Prittwitz suffered a lack of confidence, especially when he learned that reconnaissance showed the Russian Second Army consisted of five corps, and a cavalry division, with six of those Russian divisions about to cross the border and move towards Mlawa. Telephoning Moltke, Prittwitz stated that he intended on retreating to the Vistula. Moltke responded with anger since the German strategy of defending against one Russian army and then moving to confront the second army was now at risk. A retreat to the Vistula could allow both Russian armies to combine. Eventually, Prittwitz changed his mind and decided instead to attack the Russian Second Army. A change from facing an army to the east, to an army in the south had been rehearsed by the Germans during war games.
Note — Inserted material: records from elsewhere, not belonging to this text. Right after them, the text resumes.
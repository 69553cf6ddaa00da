//! Embedded store backed by `sled`
//!
//! Lists live in the `lists` tree under `key \0 <id>`, where `<id>` comes from
//! `Db::generate_id` and is stored big-endian so a prefix scan yields entries
//! in append order. Hashes live in the `hashes` tree under `key \0 field`.

use std::collections::HashMap;

use async_trait::async_trait;
use sled::{Db, Tree};

use super::store::Store;
use crate::utils::Result;

#[derive(Clone)]
pub struct SledStore {
    db: Db,
    lists: Tree,
    hashes: Tree,
}

impl SledStore {
    /// Open or create a sled database at `path`.
    pub fn open(path: &str) -> Result<Self> {
        Self::from_db(sled::open(path)?)
    }

    /// A throwaway database that is deleted when dropped.
    pub fn temporary() -> Result<Self> {
        Self::from_db(sled::Config::new().temporary(true).open()?)
    }

    fn from_db(db: Db) -> Result<Self> {
        let lists = db.open_tree("lists")?;
        let hashes = db.open_tree("hashes")?;
        Ok(Self { db, lists, hashes })
    }
}

fn entry_prefix(key: &str) -> Vec<u8> {
    let mut prefix = Vec::with_capacity(key.len() + 1);
    prefix.extend_from_slice(key.as_bytes());
    prefix.push(0);
    prefix
}

#[async_trait]
impl Store for SledStore {
    async fn append(&self, key: &str, value: &str) -> Result<()> {
        let mut entry = entry_prefix(key);
        entry.extend_from_slice(&self.db.generate_id()?.to_be_bytes());
        self.lists.insert(entry, value.as_bytes())?;
        // the entry has to be on disk before anyone can observe the publish
        self.lists.flush_async().await?;
        Ok(())
    }

    async fn remove_all(&self, key: &str, value: &str) -> Result<u64> {
        let matching: Vec<_> = self
            .lists
            .scan_prefix(entry_prefix(key))
            .filter_map(|res| res.ok())
            .filter(|(_, v)| &v[..] == value.as_bytes())
            .map(|(k, _)| k)
            .collect();

        let mut removed = 0;
        for entry in matching {
            if self.lists.remove(entry)?.is_some() {
                removed += 1;
            }
        }
        if removed > 0 {
            self.lists.flush_async().await?;
        }
        Ok(removed)
    }

    async fn range(&self, key: &str) -> Result<Vec<String>> {
        let mut values = Vec::new();
        for res in self.lists.scan_prefix(entry_prefix(key)) {
            let (_, v) = res?;
            values.push(String::from_utf8_lossy(&v).into_owned());
        }
        Ok(values)
    }

    async fn exists(&self, key: &str) -> Result<bool> {
        let prefix = entry_prefix(key);
        Ok(self.lists.scan_prefix(&prefix).next().is_some()
            || self.hashes.scan_prefix(&prefix).next().is_some())
    }

    async fn hash_fields(&self, key: &str) -> Result<HashMap<String, String>> {
        let prefix = entry_prefix(key);
        let mut fields = HashMap::new();
        for res in self.hashes.scan_prefix(&prefix) {
            let (k, v) = res?;
            let field = String::from_utf8_lossy(&k[prefix.len()..]).into_owned();
            fields.insert(field, String::from_utf8_lossy(&v).into_owned());
        }
        Ok(fields)
    }

    async fn set_hash_fields(&self, key: &str, fields: &[(&str, &str)]) -> Result<()> {
        for (field, value) in fields {
            let mut entry = entry_prefix(key);
            entry.extend_from_slice(field.as_bytes());
            self.hashes.insert(entry, value.as_bytes())?;
        }
        self.hashes.flush_async().await?;
        Ok(())
    }
}

impl std::fmt::Debug for SledStore {
    fn fmt(&self, f: &mut std::fmt::Formatter<'_>) -> std::fmt::Result {
        f.debug_struct("SledStore")
            .field("db", &"sled::Db")
            .finish()
    }
}
//! Message definitions shared by sessions, the hub and the fleet broker
//!
//! `Message` is both the wire format and the unit stored in the queue. Once a
//! message is serialized, the resulting string is what gets persisted,
//! published, routed, written and finally removed, so the bytes never change
//! along the way.
//!
//! Notes on fields:
//! - `id`: client-generated correlation token, echoed on receipts
//! - `type`: see [`MessageKind`]
//! - `from` / `project`: stamped from the sender's session, never trusted
//!   from the client
//! - `to`: recipient username, required for `message` and `read`

use serde::{Deserialize, Serialize};

#[derive(Debug, Clone, Copy, Default, PartialEq, Eq, Serialize, Deserialize)]
#[serde(rename_all = "lowercase")]
pub enum MessageKind {
    Message,
    Read,
    Logged,
    Received,
    Delivered,
    Error,
    #[default]
    #[serde(other)]
    Unsupported,
}

#[derive(Debug, Clone, Default, PartialEq, Eq, Serialize, Deserialize)]
#[serde(default)]
pub struct Message {
    pub id: String,
    #[serde(rename = "type")]
    pub kind: MessageKind,
    #[serde(skip_serializing_if = "String::is_empty")]
    pub from: String,
    #[serde(skip_serializing_if = "String::is_empty")]
    pub to: String,
    #[serde(skip_serializing_if = "String::is_empty")]
    pub content: String,
    #[serde(skip_serializing_if = "String::is_empty")]
    pub project: String,
}

impl Message {
    /// A receipt about message `id`, authored by `from`, addressed to `to`.
    pub fn receipt(id: &str, kind: MessageKind, from: &str, to: &str, project: &str) -> Self {
        Self {
            id: id.to_string(),
            kind,
            from: from.to_string(),
            to: to.to_string(),
            content: String::new(),
            project: project.to_string(),
        }
    }

    pub fn error(id: &str, to: &str, reason: &str) -> Self {
        Self {
            id: id.to_string(),
            kind: MessageKind::Error,
            to: to.to_string(),
            content: reason.to_string(),
            ..Self::default()
        }
    }

    /// Client-sendable kinds that travel through the fleet.
    pub fn is_routable(&self) -> bool {
        matches!(self.kind, MessageKind::Message | MessageKind::Read)
    }
}
//! The `hub` module owns the set of sessions connected to this node.
//!
//! All registration, deregistration, routing and sweeping is funnelled
//! through one control loop, so the session set needs no lock. Other
//! components only ever see a [`HubHandle`].

pub mod engine;

pub use engine::{Hub, HubEvent, HubHandle};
François's I Corps, joined by the 3rd Reserve Division, would move by train to the west of XX Corps. The I Reserve Corps and XVII Corps would withdraw westwards. In the meantime, Samsonov was delayed in his advance because of the lack of good railways and roads, and Rennenkampf was slow to pursue the withdrawal because of his losses and limited supplies. As Mackensen commented, I had the strong impression that my corps had not been outfought, nor had it suffered such heavy losses. In complete calm and good order and without any interference by the enemy, it made its withdrawal.Prittwitz's panic affected Moltke, who feared that Berlin itself could now be threatened by the advancing Russians. On 21 August, Moltke decided to replace Prittwitz and his chief of staff Georg von Waldersee. Paul von Hindenburg and Erich Ludendorff assumed their roles on 22 August. Prittwitz became the first army commander to be dismissed in World War I.